Sostituti della carne: sempre più qualità a basso impatto ambientale. Il caso Beyond Meat

Nel seminario web organizzato dal MITA dell'Università di Parma si è parlato di meat analogues con il ricercatore e tecnologo alimentare Enrico Federici di Beyond Meat. La sfida sul mercato e per il pianeta? Renderli sempre più appetitosi e nutrizionalmente validi

carne coltivata

“Introduzione agli analoghi della carne” il titolo del penultimo appuntamento del Seminario Web organizzato dal MITA, il Master internazionale in Tecnologia degli alimenti delle Università di Parma e di Buenos Aires. A coordinare e a prendere la parola: Furio Brighenti, docente di Alimentazione e nutrizione umana dell’Università di Parma, ed Enrico Federici, innovation scientist presso l’azienda californiana Beyond Meat specializzata nelle alternative vegetali della carne.

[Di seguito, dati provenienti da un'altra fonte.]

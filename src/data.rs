use serde::{Deserialize, Serialize};
use std::collections::BTreeMap;
use std::fmt;

// Type aliases for clarity
pub type Day = u32;
pub type Slot = u32;
pub type TeacherIdx = usize;
pub type RoomIdx = usize;
pub type ClassIdx = usize;
pub type SubjectIdx = usize;

/// A teacher, the subjects they may teach and the cells they cannot take.
#[derive(Debug, Clone, Deserialize, Serialize)]
#[serde(rename_all = "camelCase")]
pub struct Teacher {
    #[serde(default)]
    pub id: String,
    pub name: String,
    /// Required in the wire format.
    pub subjects: Vec<String>,
    /// `[day, slot]` pairs.
    #[serde(default)]
    pub unavailable: Vec<(Day, Slot)>,
}

/// Represents a physical room with a given capacity.
#[derive(Debug, Clone, Deserialize, Serialize)]
pub struct Room {
    #[serde(default)]
    pub id: String,
    pub name: String,
    pub capacity: u32,
}

/// A student batch. Without a curriculum it takes every declared subject.
#[derive(Debug, Clone, Deserialize, Serialize)]
#[serde(rename_all = "camelCase")]
pub struct ClassGroup {
    pub id: String,
    pub name: String,
    pub size: u32,
    #[serde(default, skip_serializing_if = "Option::is_none")]
    pub curriculum: Option<Vec<String>>,
}

impl ClassGroup {
    pub fn takes(&self, subject: &Subject) -> bool {
        match &self.curriculum {
            Some(names) => names.iter().any(|n| *n == subject.name),
            None => true,
        }
    }
}

#[derive(Debug, Clone, Deserialize, Serialize)]
#[serde(rename_all = "camelCase")]
pub struct Subject {
    #[serde(default)]
    pub id: String,
    pub name: String,
    pub hours_per_week: u32,
}

/// The complete input for the timetabling problem.
#[derive(Debug, Clone, Default, Deserialize, Serialize)]
#[serde(rename_all = "camelCase")]
pub struct ConstraintSet {
    #[serde(default)]
    pub teachers: Vec<Teacher>,
    #[serde(default)]
    pub rooms: Vec<Room>,
    #[serde(default)]
    pub classes: Vec<ClassGroup>,
    #[serde(default)]
    pub subjects: Vec<Subject>,
    #[serde(default)]
    pub days_per_week: u32,
    #[serde(default)]
    pub slots_per_day: u32,
}

/// One required teaching hour of one subject for one class, bound to a teacher.
#[derive(Debug, Clone, PartialEq)]
pub struct Session {
    pub class: ClassIdx,
    pub subject: SubjectIdx,
    pub teacher: TeacherIdx,
    pub priority: f64,
}

/// A session tentatively placed in a (day, slot, room) cell.
#[derive(Debug, Clone, Copy, PartialEq, Eq, Hash)]
pub struct Placement {
    pub class: ClassIdx,
    pub subject: SubjectIdx,
    pub teacher: TeacherIdx,
    pub room: RoomIdx,
    pub day: Day,
    pub slot: Slot,
}

impl Placement {
    pub fn new(session: &Session, day: Day, slot: Slot, room: RoomIdx) -> Self {
        Self {
            class: session.class,
            subject: session.subject,
            teacher: session.teacher,
            room,
            day,
            slot,
        }
    }
}

/// Represents a single, scheduled teaching hour.
#[derive(Debug, Clone, PartialEq, Eq, Hash, Serialize, Deserialize)]
#[serde(rename_all = "camelCase")]
pub struct Assignment {
    pub class_id: String,
    pub subject: String,
    pub teacher: String,
    pub room: String,
    pub day: Day,
    pub slot: Slot,
}

impl Assignment {
    pub fn from_placement(placement: &Placement, input: &ConstraintSet) -> Self {
        Self {
            class_id: input.classes[placement.class].id.clone(),
            subject: input.subjects[placement.subject].name.clone(),
            teacher: input.teachers[placement.teacher].name.clone(),
            room: input.rooms[placement.room].name.clone(),
            day: placement.day,
            slot: placement.slot,
        }
    }
}

/// A subject dropped from the timetable because nobody can teach it.
#[derive(Debug, Clone, PartialEq, Eq, Serialize, Deserialize)]
#[serde(rename_all = "camelCase")]
pub struct SkippedSubject {
    pub subject: String,
    pub dropped_hours: u32,
}

impl fmt::Display for SkippedSubject {
    fn fmt(&self, f: &mut fmt::Formatter<'_>) -> fmt::Result {
        write!(
            f,
            "[No Qualified Teacher] {} ({} hours not scheduled)",
            self.subject, self.dropped_hours
        )
    }
}

#[derive(Debug, Clone, PartialEq, Serialize, Deserialize)]
#[serde(rename_all = "camelCase")]
pub struct TimetableStats {
    pub total_assignments: usize,
    /// Assignments over `days * slots`; exceeds 100 with several rooms.
    pub utilization_rate: f64,
    /// Assignments over `days * slots * rooms`.
    pub room_utilization_rate: f64,
    pub teacher_loads: BTreeMap<String, u32>,
    pub skipped_subjects: Vec<SkippedSubject>,
}

#[derive(Debug, Clone, Copy, Default, PartialEq, Eq, Serialize, Deserialize)]
#[serde(rename_all = "camelCase")]
pub struct SearchStatistics {
    pub candidates_evaluated: u64,
    pub placements: u64,
    pub backtracks: u64,
    pub max_depth: usize,
}

/// The final output of the solver.
#[derive(Debug, Clone, Serialize, Deserialize)]
#[serde(rename_all = "camelCase")]
pub struct TimetableOutput {
    pub timetable: Vec<Assignment>,
    /// Wall time in seconds, for observability only.
    pub generation_time: f64,
    pub stats: TimetableStats,
    pub search: SearchStatistics,
}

Fino al 2031 si prospetta un aumento del consumo per anno di proteine di origine animale dell’1,4% e questo è dovuto soprattutto alla crescita demografica e del benessere nei paesi in via di sviluppo. Un recente rapporto della Commissione Europea stima che per coprire il fabbisogno richiesto in tutti i Paesi, il mondo necessiterà di 3,4 milioni di tonnellate di carne importata, cifra che si aggiunge ai 37,3 milioni di tonnellate attuali già consumati. Le proteine animali, però, hanno un impatto ambientale significativo a partire dalle emissioni di gas serra – fino a un 18% di quelle globali: l’industria zootecnica è il secondo responsabile dell’inquinamento atmosferico dopo l’industria energetica – che riguarda produzione agricola, gli allevamenti stessi, lavorazione e trasporti, cui si deve aggiungere l’inquinamento di acque e suolo, nonché il loro sovrautilizzo e spreco.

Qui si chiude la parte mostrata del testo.